Tourné vers l’avenir
Créé en 2007, Tech&Bio s’est imposé au fil des éditions comme une vitrine internationale des techniques agricoles respectueuses de l’environnement. Le salon se veut un lieu d’échanges entre agriculteurs engagés en bio, ceux en conversion et plus largement tous les exploitants à la recherche de solutions pour réduire les intrants et améliorer la résilience de leurs systèmes de production.
Cette année, plus de 350 exposants sont réunis sur le site du Valentin, autour de 70 conférences, 100 ateliers techniques et démonstrations en plein champ.

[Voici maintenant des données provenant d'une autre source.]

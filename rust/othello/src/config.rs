//! Driver configuration
//!
//! Only the human's side and the starting difficulty live here. The driver
//! keeps the difficulty outside [`crate::Game`] and passes it on every
//! computer move, so a change takes effect on the next move.

use reversi_board::{ParseSideError, Side};
use reversi_engines::{Difficulty, ParseDifficultyError};
use thiserror::Error;

pub const HUMAN_SIDE_VAR: &str = "REVERSI_HUMAN_SIDE";
pub const DIFFICULTY_VAR: &str = "REVERSI_DIFFICULTY";

#[derive(Debug, Error)]
pub enum ConfigError {
    #[error("invalid {var}: {source}")]
    HumanSide {
        var: &'static str,
        #[source]
        source: ParseSideError,
    },
    #[error("invalid {var}: {source}")]
    Difficulty {
        var: &'static str,
        #[source]
        source: ParseDifficultyError,
    },
}

#[derive(Debug, Clone, Copy, PartialEq, Eq, Default)]
pub struct GameConfig {
    /// Side played by the human; the computer takes the other
    pub human_side: Side,
    pub difficulty: Difficulty,
}

impl GameConfig {
    /// Read `REVERSI_HUMAN_SIDE` and `REVERSI_DIFFICULTY`, falling back to
    /// defaults for unset variables
    pub fn from_env() -> Result<Self, ConfigError> {
        Self::from_lookup(|var| std::env::var(var).ok())
    }

    /// Same as [`GameConfig::from_env`] with a custom variable source
    pub fn from_lookup<F>(lookup: F) -> Result<Self, ConfigError>
    where
        F: Fn(&str) -> Option<String>,
    {
        let mut config = GameConfig::default();

        if let Some(value) = lookup(HUMAN_SIDE_VAR) {
            config.human_side = value.parse().map_err(|source| ConfigError::HumanSide {
                var: HUMAN_SIDE_VAR,
                source,
            })?;
        }
        if let Some(value) = lookup(DIFFICULTY_VAR) {
            config.difficulty = value.parse().map_err(|source| ConfigError::Difficulty {
                var: DIFFICULTY_VAR,
                source,
            })?;
        }

        Ok(config)
    }
}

Les thématiques abordées couvrent l’ensemble des filières : grandes cultures, maraîchage, arboriculture, viticulture, élevage, mais aussi machinisme agricole et solutions numériques.

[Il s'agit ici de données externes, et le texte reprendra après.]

//! Core types and rules for Reversi (Othello)
//!
//! The [`Board`] owns the 8x8 grid and the running disc counts. Legality is
//! answered by [`Board::legal_flip_sequence`], which returns the discs a move
//! would capture ordered by their distance from the placed disc, so a renderer
//! can reveal the captures one at a time in a deterministic order.
//!
//! Side-to-move is not stored here. The driver owns it and asks the board
//! what happens next through [`Board::resolve_turn`].

use std::fmt;
use std::str::FromStr;

use thiserror::Error;

/// Width and height of the board
pub const SIZE: usize = 8;

/// Number of cells on the board
pub const CELLS: usize = SIZE * SIZE;

// N, S, W, E, then the diagonals. Equidistant captures keep this order.
const DIRECTIONS: [(i8, i8); 8] = [
    (-1, 0),
    (1, 0),
    (0, -1),
    (0, 1),
    (-1, -1),
    (-1, 1),
    (1, -1),
    (1, 1),
];

#[derive(Debug, Clone, PartialEq, Eq, Error)]
pub enum GameError {
    #[error("position ({row}, {col}) is outside the board")]
    OutOfBounds { row: usize, col: usize },
    #[error("placing at ({row}, {col}) captures nothing")]
    InvalidMove { row: usize, col: usize },
    #[error("unknown cell code {code} at index {index}")]
    InvalidCell { index: usize, code: u8 },
}

#[derive(Debug, Clone, PartialEq, Eq, Error)]
#[error("unknown side {0:?}, expected \"black\" or \"white\"")]
pub struct ParseSideError(pub String);

#[derive(Clone, Copy, PartialEq, Eq, Hash, Debug, Default)]
pub enum Side {
    /// Moves first
    #[default]
    Black,
    White,
}

impl Side {
    /// Get the opposing side
    pub fn opponent(&self) -> Side {
        match self {
            Side::Black => Side::White,
            Side::White => Side::Black,
        }
    }

    /// Convert side to cell representation
    pub fn to_cell(&self) -> Cell {
        match self {
            Side::Black => Cell::Black,
            Side::White => Cell::White,
        }
    }

    /// Flat-state code for this side (1 = Black, 2 = White)
    pub fn code(&self) -> u8 {
        self.to_cell().code()
    }

    pub fn from_code(code: u8) -> Option<Side> {
        match code {
            1 => Some(Side::Black),
            2 => Some(Side::White),
            _ => None,
        }
    }
}

impl fmt::Display for Side {
    fn fmt(&self, f: &mut fmt::Formatter<'_>) -> fmt::Result {
        match self {
            Side::Black => f.write_str("black"),
            Side::White => f.write_str("white"),
        }
    }
}

impl FromStr for Side {
    type Err = ParseSideError;

    fn from_str(s: &str) -> Result<Self, Self::Err> {
        match s.trim().to_ascii_lowercase().as_str() {
            "black" | "b" => Ok(Side::Black),
            "white" | "w" => Ok(Side::White),
            _ => Err(ParseSideError(s.to_string())),
        }
    }
}

#[derive(Clone, Copy, PartialEq, Eq, Hash, Debug)]
pub enum Cell {
    Empty,
    Black,
    White,
}

impl Cell {
    /// Flat-state code: 0 = Empty, 1 = Black, 2 = White
    pub fn code(&self) -> u8 {
        match self {
            Cell::Empty => 0,
            Cell::Black => 1,
            Cell::White => 2,
        }
    }

    pub fn from_code(code: u8) -> Option<Cell> {
        match code {
            0 => Some(Cell::Empty),
            1 => Some(Cell::Black),
            2 => Some(Cell::White),
            _ => None,
        }
    }
}

/// One captured disc, tagged with its straight-line distance from the move
#[derive(Clone, Copy, PartialEq, Debug)]
pub struct Flip {
    pub row: usize,
    pub col: usize,
    pub distance: f64,
}

impl Flip {
    fn from_origin(origin_row: usize, origin_col: usize, row: usize, col: usize) -> Self {
        let dr = row as f64 - origin_row as f64;
        let dc = col as f64 - origin_col as f64;
        Flip {
            row,
            col,
            distance: dr.hypot(dc),
        }
    }

    pub fn index(&self) -> usize {
        self.row * SIZE + self.col
    }
}

/// Captured discs in reveal order (ascending distance from the origin)
pub type FlipSequence = Vec<Flip>;

/// A legal placement together with everything it captures
#[derive(Clone, PartialEq, Debug)]
pub struct AvailableMove {
    pub row: usize,
    pub col: usize,
    pub flips: FlipSequence,
}

impl AvailableMove {
    pub fn index(&self) -> usize {
        self.row * SIZE + self.col
    }

    /// Number of opponent discs this move converts
    pub fn captures(&self) -> usize {
        self.flips.len()
    }
}

#[derive(Clone, Copy, PartialEq, Eq, Hash, Debug)]
pub enum Outcome {
    BlackWins,
    WhiteWins,
    Draw,
}

impl Outcome {
    /// The winning side, or None for a draw
    pub fn winner(&self) -> Option<Side> {
        match self {
            Outcome::BlackWins => Some(Side::Black),
            Outcome::WhiteWins => Some(Side::White),
            Outcome::Draw => None,
        }
    }
}

/// What the driver should do after a turn has been handed to `to_move`
#[derive(Clone, Copy, PartialEq, Eq, Debug)]
pub enum TurnResolution {
    /// The side has at least one legal move
    Play(Side),
    /// `skipped` has no move and the turn goes straight back to `next`
    Skip { skipped: Side, next: Side },
    /// Neither side can move
    GameOver(Outcome),
}

#[derive(Debug, Clone, PartialEq, Eq)]
pub struct Board {
    pub(crate) cells: [[Cell; SIZE]; SIZE],
    black_count: u8,
    white_count: u8,
}

#[inline]
fn on_board(r: i8, c: i8) -> bool {
    (0..SIZE as i8).contains(&r) && (0..SIZE as i8).contains(&c)
}

impl Board {
    /// Create a new board with the standard opening
    /// - (3,3) and (4,4) are White
    /// - (3,4) and (4,3) are Black
    pub fn new() -> Self {
        let mut board = Board {
            cells: [[Cell::Empty; SIZE]; SIZE],
            black_count: 0,
            white_count: 0,
        };
        board.reset();
        board
    }

    /// Rebuild a board from a flat state array [0=empty, 1=black, 2=white]
    /// Array is indexed as: index = row * 8 + col
    pub fn from_state(state: &[u8; CELLS]) -> Result<Self, GameError> {
        let mut cells = [[Cell::Empty; SIZE]; SIZE];
        for (index, &code) in state.iter().enumerate() {
            cells[index / SIZE][index % SIZE] =
                Cell::from_code(code).ok_or(GameError::InvalidCell { index, code })?;
        }

        let mut board = Board {
            cells,
            black_count: 0,
            white_count: 0,
        };
        board.update_piece_counts();
        Ok(board)
    }

    /// Reset board to the opening position
    pub fn reset(&mut self) {
        self.cells = [[Cell::Empty; SIZE]; SIZE];

        self.cells[3][3] = Cell::White;
        self.cells[3][4] = Cell::Black;
        self.cells[4][3] = Cell::Black;
        self.cells[4][4] = Cell::White;

        self.black_count = 2;
        self.white_count = 2;
    }

    /// State of a single cell. Panics if (row, col) is off the board.
    pub fn cell(&self, row: usize, col: usize) -> Cell {
        self.cells[row][col]
    }

    /// Discs `side` would capture by placing at (row, col)
    ///
    /// Each of the 8 directions contributes its run of consecutive opponent
    /// discs only when the run is closed off by one of `side`'s own discs.
    /// The combined result is stably sorted by distance from (row, col).
    ///
    /// An empty result means the move is illegal: the cell is occupied, off
    /// the board, or brackets nothing.
    pub fn legal_flip_sequence(&self, row: usize, col: usize, side: Side) -> FlipSequence {
        if row >= SIZE || col >= SIZE || self.cells[row][col] != Cell::Empty {
            return Vec::new();
        }

        let mut sequence = Vec::new();
        for (dr, dc) in DIRECTIONS {
            sequence.extend(self.captures_in_direction(row, col, dr, dc, side));
        }

        sequence.sort_by(|a, b| a.distance.total_cmp(&b.distance));
        sequence
    }

    /// Opponent run captured in direction (dr, dc), or nothing if unbracketed
    fn captures_in_direction(
        &self,
        row: usize,
        col: usize,
        dr: i8,
        dc: i8,
        side: Side,
    ) -> FlipSequence {
        let opponent = side.opponent().to_cell();
        let mut run = Vec::new();

        let mut r = row as i8 + dr;
        let mut c = col as i8 + dc;
        while on_board(r, c) && self.cells[r as usize][c as usize] == opponent {
            run.push(Flip::from_origin(row, col, r as usize, c as usize));
            r += dr;
            c += dc;
        }

        let closed = on_board(r, c) && self.cells[r as usize][c as usize] == side.to_cell();
        if closed {
            run
        } else {
            Vec::new()
        }
    }

    /// Every legal move for `side`, in row-major order
    pub fn available_moves(&self, side: Side) -> Vec<AvailableMove> {
        let mut moves = Vec::new();

        for row in 0..SIZE {
            for col in 0..SIZE {
                let flips = self.legal_flip_sequence(row, col, side);
                if !flips.is_empty() {
                    moves.push(AvailableMove { row, col, flips });
                }
            }
        }

        moves
    }

    /// Get all valid moves for `side` as a 64-element bool array
    /// Array is indexed as: index = row * 8 + col
    pub fn get_valid_moves(&self, side: Side) -> [bool; CELLS] {
        let mut valid_moves = [false; CELLS];
        for mv in self.available_moves(side) {
            valid_moves[mv.index()] = true;
        }
        valid_moves
    }

    pub fn has_any_move(&self, side: Side) -> bool {
        (0..CELLS).any(|index| {
            !self
                .legal_flip_sequence(index / SIZE, index % SIZE, side)
                .is_empty()
        })
    }

    /// Place `side` at (row, col) and convert every disc in `flips`
    ///
    /// `flips` must come from [`Board::legal_flip_sequence`] for the same
    /// (row, col, side) on the current board. Nothing is re-validated in
    /// release builds; a stale sequence leaves the board inconsistent.
    pub fn apply_move(&mut self, row: usize, col: usize, side: Side, flips: &[Flip]) {
        debug_assert_eq!(
            self.cells[row][col],
            Cell::Empty,
            "origin ({}, {}) is occupied",
            row,
            col
        );
        debug_assert!(
            flips
                .iter()
                .all(|f| self.cells[f.row][f.col] == side.opponent().to_cell()),
            "flip sequence names a cell that is not an opponent disc"
        );
        debug_assert_eq!(
            flips,
            self.legal_flip_sequence(row, col, side).as_slice(),
            "flip sequence does not match the board"
        );

        let disc = side.to_cell();
        self.cells[row][col] = disc;
        for flip in flips {
            self.cells[flip.row][flip.col] = disc;
        }

        self.update_piece_counts();
    }

    /// Checked placement: query the captures and apply them in one step
    /// Returns the applied flip sequence, or an error with the board untouched
    pub fn play(&mut self, row: usize, col: usize, side: Side) -> Result<FlipSequence, GameError> {
        if row >= SIZE || col >= SIZE {
            return Err(GameError::OutOfBounds { row, col });
        }

        let flips = self.legal_flip_sequence(row, col, side);
        if flips.is_empty() {
            return Err(GameError::InvalidMove { row, col });
        }

        self.apply_move(row, col, side, &flips);
        Ok(flips)
    }

    /// Decide who moves once the turn has been handed to `to_move`
    pub fn resolve_turn(&self, to_move: Side) -> TurnResolution {
        if self.has_any_move(to_move) {
            TurnResolution::Play(to_move)
        } else if self.has_any_move(to_move.opponent()) {
            TurnResolution::Skip {
                skipped: to_move,
                next: to_move.opponent(),
            }
        } else {
            TurnResolution::GameOver(self.outcome())
        }
    }

    /// Update piece counts by scanning the board
    fn update_piece_counts(&mut self) {
        let mut black = 0;
        let mut white = 0;

        for row in self.cells.iter() {
            for cell in row.iter() {
                match cell {
                    Cell::Black => black += 1,
                    Cell::White => white += 1,
                    Cell::Empty => {}
                }
            }
        }

        self.black_count = black;
        self.white_count = white;
    }

    /// Get piece counts (black_count, white_count)
    pub fn get_piece_counts(&self) -> (u8, u8) {
        (self.black_count, self.white_count)
    }

    /// Result by disc count; meaningful once neither side can move
    pub fn outcome(&self) -> Outcome {
        match self.black_count.cmp(&self.white_count) {
            std::cmp::Ordering::Greater => Outcome::BlackWins,
            std::cmp::Ordering::Less => Outcome::WhiteWins,
            std::cmp::Ordering::Equal => Outcome::Draw,
        }
    }

    /// Check if the board is full (no empty cells)
    pub fn is_full(&self) -> bool {
        self.black_count as usize + self.white_count as usize == CELLS
    }

    /// Get current board state as flat array [0=empty, 1=black, 2=white]
    /// Array is indexed as: index = row * 8 + col
    pub fn get_state(&self) -> [u8; CELLS] {
        let mut state = [0u8; CELLS];

        for row in 0..SIZE {
            for col in 0..SIZE {
                state[row * SIZE + col] = self.cells[row][col].code();
            }
        }

        state
    }
}

impl Default for Board {
    fn default() -> Self {
        Self::new()
    }
}

impl fmt::Display for Board {
    fn fmt(&self, f: &mut fmt::Formatter<'_>) -> fmt::Result {
        writeln!(f, "  0 1 2 3 4 5 6 7")?;
        for (r, row) in self.cells.iter().enumerate() {
            write!(f, "{}", r)?;
            for cell in row.iter() {
                let symbol = match cell {
                    Cell::Empty => ".",
                    Cell::Black => "●",
                    Cell::White => "○",
                };
                write!(f, " {}", symbol)?;
            }
            writeln!(f)?;
        }
        Ok(())
    }
}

Le lycée du Valentin, un cadre privilégié
Le choix du lycée agricole du Valentin pour accueillir Tech&Bio n’est pas anodin. L’établissement dispose de surfaces agricoles permettant de réaliser de véritables démonstrations en conditions réelles. Le directeur de l’établissement, Frédéric Lalanne, a exprimé sa satisfaction de voir les élèves et apprentis participer activement à l’organisation et aux animations du salon, soulignant que « Tech&Bio constitue aussi un formidable outil pédagogique et une vitrine pour la formation agricole ».
Au-delà des aspects techniques, l’édition 2025 met en avant plusieurs thématiques transversales, dont la valorisation du bio. Durant deux jours, et malgré la pluie, les visiteurs peuvent découvrir un large éventail de solutions Une manière, selon les organisateurs, de « montrer que l’agriculture de demain se construit dès aujourd’hui, dans l’échange et l’ouverture ».